Was sagen denn die Gewerkschaften die du meinst dazu, was unternehmen deine gewrkschaften das es den Arbeitern und Menschen besser geht.
Ein Großteil der Betriebe waren leider wirtschaftlich nicht lebensfähig und zum Großteil auch von der technischen Ausstattung extrem veraltet.
Ein paar relativ moderne Betriebe machten “den Braten auch nicht fett”.
Ja, das sind leider Tatsachen.
Wenn es anders gewesen wäre, dann wäre die DDR ja nicht pleite gegangen. Und Westdeutschland hätte dann nicht über 1300 Milliarden EUR reinpumpen müssen.
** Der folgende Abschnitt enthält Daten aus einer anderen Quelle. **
//! Learning from finished exchanges.
//!
//! Explicit "remember …" requests are stored with high importance. Without
//! one, substantive exchanges are auto-saved at lower importance when
//! `auto_save` is on.

use async_trait::async_trait;
use concierge_core::error::MemoryError;
use concierge_core::memory::{
    LearningInput, LearningManager, LearningOutcome, MemoryBackend, MemoryEntry,
};
use concierge_core::text;
use std::sync::Arc;
use tracing::debug;

pub const EXPLICIT_TAG: &str = "explicit";
pub const EXCHANGE_TAG: &str = "exchange";

const EXPLICIT_IMPORTANCE: f32 = 0.9;
const EXCHANGE_IMPORTANCE: f32 = 0.4;
const MAX_TAG_KEYWORDS: usize = 5;
const MAX_EXCHANGE_CHARS: usize = 500;

pub struct MemoryLearningManager {
    backend: Arc<dyn MemoryBackend>,
    auto_save: bool,
    /// Inputs shorter than this are never auto-saved.
    min_exchange_chars: usize,
}

impl MemoryLearningManager {
    pub fn new(backend: Arc<dyn MemoryBackend>) -> Self {
        Self {
            backend,
            auto_save: true,
            min_exchange_chars: 40,
        }
    }

    pub fn with_auto_save(mut self, enabled: bool) -> Self {
        self.auto_save = enabled;
        self
    }

    pub fn with_min_exchange_chars(mut self, chars: usize) -> Self {
        self.min_exchange_chars = chars;
        self
    }

    fn tags_for(text: &str, extra: &str) -> Vec<String> {
        let mut tags: Vec<String> = text::keywords(text).into_iter().take(MAX_TAG_KEYWORDS).collect();
        tags.push(extra.to_string());
        tags
    }

    async fn already_known(&self, user_id: &str, fact: &str) -> Result<bool, MemoryError> {
        let normalized = fact.trim().to_lowercase();
        Ok(self
            .backend
            .list(user_id, true)
            .await?
            .iter()
            .any(|e| e.content.trim().to_lowercase() == normalized))
    }
}

#[async_trait]
impl LearningManager for MemoryLearningManager {
    fn name(&self) -> &str {
        "store"
    }

    async fn learn(&self, input: &LearningInput<'_>) -> Result<LearningOutcome, MemoryError> {
        if let Some(fact) = input.explicit_request.map(str::trim).filter(|f| !f.is_empty()) {
            if self.already_known(input.user_id, fact).await? {
                debug!(user_id = %input.user_id, "Explicit memory already stored");
                return Ok(LearningOutcome { stored: 0, explicit: true });
            }
            let entry = MemoryEntry::new(input.user_id, fact)
                .with_tags(Self::tags_for(fact, EXPLICIT_TAG))
                .with_importance(EXPLICIT_IMPORTANCE)
                .with_source(input.conversation_id.as_str());
            self.backend.store(entry).await?;
            return Ok(LearningOutcome { stored: 1, explicit: true });
        }

        if !self.auto_save
            || input.user_input.trim().chars().count() < self.min_exchange_chars
            || input.response.trim().is_empty()
        {
            return Ok(LearningOutcome::default());
        }

        let content = text::truncate_chars(
            &format!(
                "User said: {}\nAssistant replied: {}",
                input.user_input.trim(),
                input.response.trim()
            ),
            MAX_EXCHANGE_CHARS,
        );
        let mut tags = Self::tags_for(input.user_input, EXCHANGE_TAG);
        for tool in input.tools {
            let tag = format!("tool:{}", tool.name);
            if !tags.contains(&tag) {
                tags.push(tag);
            }
        }
        let entry = MemoryEntry::new(input.user_id, content)
            .with_tags(tags)
            .with_importance(EXCHANGE_IMPORTANCE)
            .with_source(input.conversation_id.as_str());
        self.backend.store(entry).await?;
        Ok(LearningOutcome { stored: 1, explicit: false })
    }
}
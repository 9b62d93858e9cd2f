//! The single entrypoint for handling one user turn.

use crate::background::{BackgroundJob, BackgroundWorker};
use crate::context::{ContextInjectionService, ContextService};
use crate::conversation::ConversationService;
use crate::loop_runner::AgentLoop;
use concierge_core::agent::Termination;
use concierge_core::error::Result;
use concierge_core::event::{DomainEvent, EventBus};
use concierge_core::message::ConversationId;
use chrono::Utc;
use serde::{Deserialize, Serialize};
use std::collections::HashMap;
use std::sync::{Arc, Mutex, PoisonError};
use tracing::{error, info};

/// Idle per-user locks are pruned once the table grows past this.
const LOCK_TABLE_PRUNE_AT: usize = 1_024;

#[derive(Debug, Clone, PartialEq, Eq, Serialize, Deserialize)]
pub struct TurnResponse {
    pub conversation_id: ConversationId,
    pub response: String,
    pub termination: Termination,
    pub steps: u32,
    pub resumed: bool,
}

/// Runs turns end to end and serializes them per user.
///
/// A user's next turn waits until the previous one is persisted, so there
/// is never more than one live state per conversation.
pub struct TurnHandler {
    conversations: ConversationService,
    context: ContextService,
    injection: ContextInjectionService,
    agent_loop: AgentLoop,
    background: Arc<BackgroundWorker>,
    event_bus: Arc<EventBus>,
    user_locks: Mutex<HashMap<String, Arc<tokio::sync::Mutex<()>>>>,
}

impl TurnHandler {
    pub fn new(
        conversations: ConversationService,
        context: ContextService,
        injection: ContextInjectionService,
        agent_loop: AgentLoop,
        background: Arc<BackgroundWorker>,
        event_bus: Arc<EventBus>,
    ) -> Self {
        Self {
            conversations,
            context,
            injection,
            agent_loop,
            background,
            event_bus,
            user_locks: Mutex::new(HashMap::new()),
        }
    }

    pub fn background(&self) -> &Arc<BackgroundWorker> {
        &self.background
    }

    fn user_lock(&self, user_id: &str) -> Arc<tokio::sync::Mutex<()>> {
        let mut locks = self.user_locks.lock().unwrap_or_else(PoisonError::into_inner);
        if locks.len() >= LOCK_TABLE_PRUNE_AT {
            locks.retain(|_, lock| Arc::strong_count(lock) > 1);
        }
        locks.entry(user_id.to_string()).or_default().clone()
    }

    /// Handle one utterance and return the response.
    ///
    /// Only planner failures surface as errors; the turn is then dropped
    /// unpersisted and can be retried from the last stored state. On
    /// success the background job is queued before this returns.
    pub async fn handle_turn(&self, user_id: &str, user_input: &str) -> Result<TurnResponse> {
        let started_at = Utc::now();
        let guard = self.user_lock(user_id).lock_owned().await;

        let ctx = self.conversations.get_conversation_context(user_id, user_input).await;
        let conversation_id = ctx.conversation_id;
        let resumed = ctx.resumed;
        let mut state = ctx.state;

        self.event_bus.publish(DomainEvent::TurnStarted {
            user_id: user_id.to_string(),
            conversation_id: conversation_id.to_string(),
            resumed,
            timestamp: started_at,
        });

        state.refresh_focus();
        let enhanced = self.context.get_enhanced_context(user_id, user_input, &state).await;
        self.injection
            .inject_context(&mut state, Some(&enhanced.rag_context), enhanced.ltm_context.as_deref())
            .await;

        let outcome = match self.agent_loop.execute_loop(&mut state, user_input).await {
            Ok(outcome) => outcome,
            Err(e) => {
                error!(user_id, conversation_id = %conversation_id, error = %e, "Turn failed");
                return Err(e.into());
            }
        };
        let responded_at = Utc::now();

        info!(
            user_id,
            conversation_id = %conversation_id,
            termination = %outcome.termination,
            steps = outcome.steps,
            latency_ms = (responded_at - started_at).num_milliseconds(),
            "Turn completed"
        );
        self.event_bus.publish(DomainEvent::TurnCompleted {
            user_id: user_id.to_string(),
            conversation_id: conversation_id.to_string(),
            termination: outcome.termination.to_string(),
            steps: outcome.steps,
            timestamp: responded_at,
        });

        self.background.submit(BackgroundJob {
            user_id: user_id.to_string(),
            conversation_id: conversation_id.clone(),
            user_input: user_input.to_string(),
            response: outcome.response.clone(),
            state,
            termination: outcome.termination,
            steps: outcome.steps,
            started_at,
            responded_at,
            turn_guard: Some(guard),
        });

        Ok(TurnResponse {
            conversation_id,
            response: outcome.response,
            termination: outcome.termination,
            steps: outcome.steps,
            resumed,
        })
    }
}

#[cfg(test)]
mod tests {
    use super::*;
    use crate::background::BackgroundService;
    use crate::test_helpers::{FailingPlanner, ScriptedPlanner, registry};
    use crate::tool_exec::ToolExecutionService;
    use concierge_core::Error;
    use concierge_core::planner::{Action, Planner};
    use concierge_core::storage::StorageManager;
    use concierge_memory::InMemoryStateStore;

    fn handler(planner: Arc<dyn Planner>, storage: Arc<InMemoryStateStore>) -> TurnHandler {
        let bus = Arc::new(EventBus::default());
        let tools = Arc::new(ToolExecutionService::new(registry(), bus.clone()));
        let background = Arc::new(BackgroundWorker::spawn(
            Arc::new(BackgroundService::new(storage.clone(), bus.clone())),
            1,
            8,
        ));
        TurnHandler::new(
            ConversationService::new(storage),
            ContextService::new(),
            ContextInjectionService::new(),
            AgentLoop::new(planner, tools),
            background,
            bus,
        )
    }

    #[tokio::test]
    async fn first_turn_starts_and_second_resumes() {
        let storage = Arc::new(InMemoryStateStore::new());
        let planner = Arc::new(ScriptedPlanner::always(Action::final_answer("Sure.")));
        let handler = handler(planner, storage.clone());

        let first = handler.handle_turn("u1", "book a table").await.unwrap();
        assert!(!first.resumed);
        assert_eq!(first.response, "Sure.");

        let second = handler.handle_turn("u1", "for four people").await.unwrap();
        assert!(second.resumed);
        assert_eq!(second.conversation_id, first.conversation_id);

        handler.background().shutdown().await;
        let state = storage.load_state(&first.conversation_id).await.unwrap().unwrap();
        assert_eq!(state.conversation_history.len(), 4);
        assert_eq!(storage.interaction_count().await, 2);
    }

    #[tokio::test]
    async fn planner_failure_is_returned_and_not_persisted() {
        let storage = Arc::new(InMemoryStateStore::new());
        let handler = handler(Arc::new(FailingPlanner), storage.clone());

        let err = handler.handle_turn("u1", "hello").await.unwrap_err();
        assert!(matches!(err, Error::Planner(_)));

        handler.background().shutdown().await;
        assert_eq!(storage.interaction_count().await, 0);
        assert!(storage.get_active_conversation("u1").await.unwrap().is_none());
    }

    #[tokio::test]
    async fn lock_is_released_after_failure() {
        let storage = Arc::new(InMemoryStateStore::new());
        let handler = handler(Arc::new(FailingPlanner), storage);
        assert!(handler.handle_turn("u1", "a").await.is_err());
        assert!(handler.handle_turn("u1", "b").await.is_err());
    }

    #[tokio::test]
    async fn users_are_isolated() {
        let storage = Arc::new(InMemoryStateStore::new());
        let planner = Arc::new(ScriptedPlanner::always(Action::final_answer("ok")));
        let handler = handler(planner, storage);

        let a = handler.handle_turn("alice", "hi").await.unwrap();
        let b = handler.handle_turn("bob", "hi").await.unwrap();
        assert_ne!(a.conversation_id, b.conversation_id);
    }
}
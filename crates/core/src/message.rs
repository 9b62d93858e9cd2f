//! Message and conversation identity types.
//!
//! These are the value objects that flow through the whole turn:
//! the user's utterance, tool observations and the assistant's answer all
//! land in `AgentState::conversation_history` as `Message`s.

use chrono::{DateTime, Utc};
use serde::{Deserialize, Serialize};
use uuid::Uuid;

/// Unique identifier for a conversation (session).
#[derive(Debug, Clone, PartialEq, Eq, Hash, Serialize, Deserialize)]
#[serde(transparent)]
pub struct ConversationId(pub String);

impl ConversationId {
    pub fn new() -> Self {
        Self(Uuid::new_v4().to_string())
    }

    pub fn from(s: &str) -> Self {
        Self(s.to_string())
    }

    pub fn as_str(&self) -> &str {
        &self.0
    }
}

impl Default for ConversationId {
    fn default() -> Self {
        Self::new()
    }
}

impl std::fmt::Display for ConversationId {
    fn fmt(&self, f: &mut std::fmt::Formatter<'_>) -> std::fmt::Result {
        write!(f, "{}", self.0)
    }
}

/// The role of a message sender in a conversation.
#[derive(Debug, Clone, PartialEq, Eq, Serialize, Deserialize)]
#[serde(rename_all = "lowercase")]
pub enum Role {
    /// The end user
    User,
    /// The AI assistant
    Assistant,
    /// System instructions (only used when talking to a provider)
    System,
    /// Tool execution result
    Tool,
}

/// A single message in a conversation.
#[derive(Debug, Clone, Serialize, Deserialize)]
pub struct Message {
    /// Unique message ID
    pub id: String,

    /// Who sent this message
    pub role: Role,

    /// The text content
    pub content: String,

    /// Tool calls requested by the assistant (provider responses only)
    #[serde(default, skip_serializing_if = "Vec::is_empty")]
    pub tool_calls: Vec<MessageToolCall>,

    /// For tool results: the name of the tool that produced this content
    #[serde(default, skip_serializing_if = "Option::is_none")]
    pub tool_name: Option<String>,

    /// Timestamp
    pub timestamp: DateTime<Utc>,

    /// Optional metadata (tool arguments, provider info, etc.)
    #[serde(default, skip_serializing_if = "serde_json::Map::is_empty")]
    pub metadata: serde_json::Map<String, serde_json::Value>,
}

impl Message {
    fn with_role(role: Role, content: String) -> Self {
        Self {
            id: Uuid::new_v4().to_string(),
            role,
            content,
            tool_calls: Vec::new(),
            tool_name: None,
            timestamp: Utc::now(),
            metadata: serde_json::Map::new(),
        }
    }

    /// Create a new user message.
    pub fn user(content: impl Into<String>) -> Self {
        Self::with_role(Role::User, content.into())
    }

    /// Create a new assistant message.
    pub fn assistant(content: impl Into<String>) -> Self {
        Self::with_role(Role::Assistant, content.into())
    }

    /// Create a new system message.
    pub fn system(content: impl Into<String>) -> Self {
        Self::with_role(Role::System, content.into())
    }

    /// Create a tool result message.
    pub fn tool_result(tool_name: impl Into<String>, content: impl Into<String>) -> Self {
        let mut msg = Self::with_role(Role::Tool, content.into());
        msg.tool_name = Some(tool_name.into());
        msg
    }
}

/// A tool call embedded in an assistant message returned by a provider.
#[derive(Debug, Clone, Serialize, Deserialize)]
pub struct MessageToolCall {
    /// Unique ID for this tool call
    pub id: String,

    /// Name of the tool to invoke
    pub name: String,

    /// Arguments as JSON string
    pub arguments: String,
}
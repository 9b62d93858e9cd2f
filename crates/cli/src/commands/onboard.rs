//! `concierge onboard`: first-time setup.

use concierge_config::AppConfig;

pub async fn run() -> Result<(), Box<dyn std::error::Error>> {
    let config_dir = AppConfig::config_dir();
    let config_path = config_dir.join("config.toml");

    println!("Concierge: first-time setup");
    println!("===========================\n");

    if !config_dir.exists() {
        std::fs::create_dir_all(&config_dir)?;
        println!("  Created config directory: {}", config_dir.display());
    } else {
        println!("  Config directory exists: {}", config_dir.display());
    }

    if config_path.exists() {
        println!("\n  Config already exists at: {}", config_path.display());
        println!("  Edit it manually or delete it and re-run onboard.\n");
        return Ok(());
    }

    std::fs::write(&config_path, AppConfig::default_toml())?;
    println!("  Created config.toml at: {}", config_path.display());
    println!("\nNext steps:");
    println!("  1. Add your API key to {} (or set CONCIERGE_API_KEY)", config_path.display());
    println!("  2. Run: concierge chat\n");

    Ok(())
}
//! Relevance scoring of candidate memory blocks.

use concierge_core::agent::{MemoryBlock, StateConfig};
use concierge_core::text;
use serde::{Deserialize, Serialize};

/// Share of the blended score that comes from keyword overlap with the input.
const OVERLAP_WEIGHT: f32 = 0.7;

/// Summary of one validation pass.
#[derive(Debug, Clone, Default, PartialEq, Serialize, Deserialize)]
pub struct QualityMetrics {
    pub candidates: usize,
    pub kept: usize,
    pub dropped: usize,
    pub mean_quality: f32,
    pub min_quality: f32,
    pub max_quality: f32,
}

impl QualityMetrics {
    fn from_scores(candidates: usize, kept: &[MemoryBlock]) -> Self {
        let scores: Vec<f32> = kept.iter().map(|b| b.quality).collect();
        let (mean, min, max) = if scores.is_empty() {
            (0.0, 0.0, 0.0)
        } else {
            (
                scores.iter().sum::<f32>() / scores.len() as f32,
                scores.iter().copied().fold(f32::INFINITY, f32::min),
                scores.iter().copied().fold(f32::NEG_INFINITY, f32::max),
            )
        };
        Self {
            candidates,
            kept: kept.len(),
            dropped: candidates - kept.len(),
            mean_quality: mean,
            min_quality: min,
            max_quality: max,
        }
    }
}

/// Scores blocks against the current input and filters out noise.
///
/// The score blends keyword overlap with the block's prior quality (the
/// retriever's or knowledge base's own score). When the input carries no
/// keywords there is nothing to judge relevance against, so every block is
/// kept with its prior.
#[derive(Debug, Clone)]
pub struct RelevanceValidator {
    terms: Vec<String>,
    min_relevance: f32,
}

impl RelevanceValidator {
    pub fn new(user_input: &str, config: &StateConfig) -> Self {
        Self {
            terms: text::keywords(user_input),
            min_relevance: config.min_relevance,
        }
    }

    pub fn score(&self, block: &MemoryBlock) -> f32 {
        if self.terms.is_empty() {
            return block.quality;
        }
        let overlap = text::term_overlap(&self.terms, &block.content);
        (OVERLAP_WEIGHT * overlap + (1.0 - OVERLAP_WEIGHT) * block.quality).clamp(0.0, 1.0)
    }

    /// Rescore every block and drop those below the relevance floor.
    pub fn validate(&self, blocks: Vec<MemoryBlock>) -> (Vec<MemoryBlock>, QualityMetrics) {
        let candidates = blocks.len();
        let kept: Vec<MemoryBlock> = blocks
            .into_iter()
            .filter_map(|mut block| {
                block.quality = self.score(&block);
                (self.terms.is_empty() || block.quality >= self.min_relevance).then_some(block)
            })
            .collect();
        let metrics = QualityMetrics::from_scores(candidates, &kept);
        (kept, metrics)
    }
}

#[cfg(test)]
mod tests {
    use super::*;
    use concierge_core::agent::MemorySource;

    fn block(content: &str, quality: f32) -> MemoryBlock {
        MemoryBlock::new(MemorySource::Rag, "document", content).with_quality(quality)
    }

    #[test]
    fn overlapping_block_outscores_unrelated() {
        let v = RelevanceValidator::new("dentist appointment tuesday", &StateConfig::default());
        let on_topic = v.score(&block("Dentist appointment moved to Tuesday 3pm", 0.5));
        let off_topic = v.score(&block("Favourite band is Radiohead", 0.5));
        assert!(on_topic > off_topic);
    }

    #[test]
    fn drops_below_floor_and_reports() {
        let v = RelevanceValidator::new("dentist appointment", &StateConfig::default());
        let (kept, metrics) = v.validate(vec![
            block("dentist appointment on friday", 0.5),
            block("unrelated trivia", 0.1),
        ]);
        assert_eq!(kept.len(), 1);
        assert_eq!(metrics.candidates, 2);
        assert_eq!(metrics.dropped, 1);
        assert!(metrics.max_quality >= metrics.min_quality);
    }

    #[test]
    fn keywordless_input_keeps_everything() {
        let v = RelevanceValidator::new("hi", &StateConfig::default());
        let (kept, metrics) = v.validate(vec![block("anything", 0.0), block("else", 0.9)]);
        assert_eq!(kept.len(), 2);
        assert_eq!(metrics.dropped, 0);
        assert_eq!(kept[1].quality, 0.9);
    }
}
Das ist kein Tippfehler: Über Eintausend-dreihundert-Milliarden-EURO. Die Zahlunsflüsse aus der Ex-DDR sind dabei schon abgezogen. Das ist also die Nettozahl.
Wir können daraus schließen, dass das Wirtschaftssystem total am Ende war.
Ich konnte das selbst mit eigenen Augen sehen, als ich im August/September 1989 drüben war.
Ein Ereignis wird mir immer im Gedächtnis bleiben: Wir besuchten Bekannte die in einem umgebauten Kuhstall lebten (kein Witz!). Deren damals ca. 19-jähriger Sohn hatte sich den Arm gebrochen und sie haben ihn vom Krankenhaus wieder nach Hause geschickt, da sie keinen Gips hatten um den Arm einzugipsen.
Dieses Ereignis war symptomatisch für das durch und durch marode System.
Nee klar, die Wessis haben alles platt gemacht, weils eben zu gut war. Der Trabbi war uns ein Dorn im Auge, weil er besser, schneller und haltbarer war als die westdeutschen Autos. Überhaupt war in der DDR alles besser und vorallem waren die Grenzen, was man von einer Grenze erwarten darf, nämlich zu.
Die Zahlen, die weiter oben stehen sind korrekt. Das ist der Transfer von West nach Ost. Schau dir mal die anderen osteuropäischen Staaten an, Polen, Tschechien, Ungarn. Dann weißt du auch, wie dein Land aussähe, wenn wir nicht gezahlt hätten. Wenn aber die Verschwörungstheorien deiner geschundenen Ossi-Seele helfen, dann träum weiter.
Zu deiner Frage, weil es adäquat marode Betriebe in Westdeutschland nicht gab. Hoffe, ich konnte dir helfen.